There is nothing quite like actual visitor behavior based on innovative and iterative experimentation. I'm personally pretty addicted to trying new things and seeing how they play out in real-time conversion, segmentation and engagement rates. It's a lot more compelling (and authentic) than when we used to do usability or focus testing. Great stuff. Thanks for writing and thanks for mentioning LiveBall.

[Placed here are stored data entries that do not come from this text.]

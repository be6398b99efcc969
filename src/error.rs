use crate::status::TaxStatus;
use std::fmt;

/// Domain failures of direct actions and registry edits
#[derive(Debug, Clone, PartialEq)]
pub enum EconomyError {
    NotFound(String),
    AlreadyExists(String),
    NotOwner,
    AlreadyOwned,
    Unowned,
    Frozen(TaxStatus),
    InsufficientFunds { required: f64 },
    OwnershipLimit { owned: usize, limit: usize },
    NoUnpaidInvoices,
    InvoiceNotFound(String),
    NothingToClaim,
    MaxLevel,
    MissingLevelConfig(u8),
    LedgerUnavailable,
}

impl fmt::Display for EconomyError {
    fn fmt(&self, f: &mut fmt::Formatter<'_>) -> fmt::Result {
        match self {
            EconomyError::NotFound(id) => write!(f, "apartment '{}' not found", id),
            EconomyError::AlreadyExists(id) => write!(f, "apartment '{}' already exists", id),
            EconomyError::NotOwner => write!(f, "caller does not own this apartment"),
            EconomyError::AlreadyOwned => write!(f, "apartment is already owned"),
            EconomyError::Unowned => write!(f, "apartment has no owner"),
            EconomyError::Frozen(status) => {
                write!(f, "apartment is {} and only accepts tax payments", status)
            }
            EconomyError::InsufficientFunds { required } => {
                write!(f, "insufficient funds: {:.2} required", required)
            }
            EconomyError::OwnershipLimit { owned, limit } => {
                write!(f, "ownership limit reached ({}/{})", owned, limit)
            }
            EconomyError::NoUnpaidInvoices => write!(f, "no unpaid invoices"),
            EconomyError::InvoiceNotFound(id) => write!(f, "invoice '{}' not found or already paid", id),
            EconomyError::NothingToClaim => write!(f, "no pending income to claim"),
            EconomyError::MaxLevel => write!(f, "apartment is already at max level"),
            EconomyError::MissingLevelConfig(level) => {
                write!(f, "no level configuration for level {}", level)
            }
            EconomyError::LedgerUnavailable => write!(f, "ledger is unavailable, try again later"),
        }
    }
}

impl std::error::Error for EconomyError {}
use serde::{Deserialize, Serialize};
use std::sync::{Arc, RwLock};

/// Switches the loops read before every tick, so an operator can pause
/// billing or accrual without restarting.
#[derive(Debug, Clone, Serialize, Deserialize)]
pub struct RuntimeConfig {
    pub tax_enabled: bool,
    pub income_enabled: bool,
}

impl Default for RuntimeConfig {
    fn default() -> Self {
        Self {
            tax_enabled: true,
            income_enabled: true,
        }
    }
}

impl RuntimeConfig {
    /// Build from env vars, falling back to defaults.
    pub fn from_env() -> Self {
        let mut cfg = Self::default();

        if let Ok(v) = std::env::var("APARTMENTS_TAX_ENABLED") {
            if let Ok(b) = v.parse::<bool>() {
                cfg.tax_enabled = b;
            }
        }
        if let Ok(v) = std::env::var("APARTMENTS_INCOME_ENABLED") {
            if let Ok(b) = v.parse::<bool>() {
                cfg.income_enabled = b;
            }
        }

        cfg
    }
}

pub type SharedRuntimeConfig = Arc<RwLock<RuntimeConfig>>;

pub fn new_runtime_config() -> SharedRuntimeConfig {
    Arc::new(RwLock::new(RuntimeConfig::from_env()))
}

Cheers.
Ryan, enjoyed reading your article tying Consumer.ology's premise on consumer behavior patterns to the digital marketing space and testing.
Thanks Ryan, I agree with the premise that iterative experience with real world tweaks works better than artificially constructed environments, as stand alone propositions.
That said, we often find that a combination of in-home task or reaction based feedback (using near real time Video-in-Video capture of respondents and what they say and do), with some variant of conversion rate optimization works best.
For example, one of our clients used our system to test and video record over 160 individual respondents in their home with successive iterative variations of 4 interactive display ad variations. They did so during the course of 1 week, spending approximately $9000 to do so.
They discovered that the number of seconds of display of a key message was a tipping point in whether respondents "got it"
They then proceeded with live A/B testing.
If they had started with live A/B testing only it is questionable whether they would have been able to get beyond optimizing the "best of a worst" group of choices, or if so how, much it might have cost them in traffic to do so.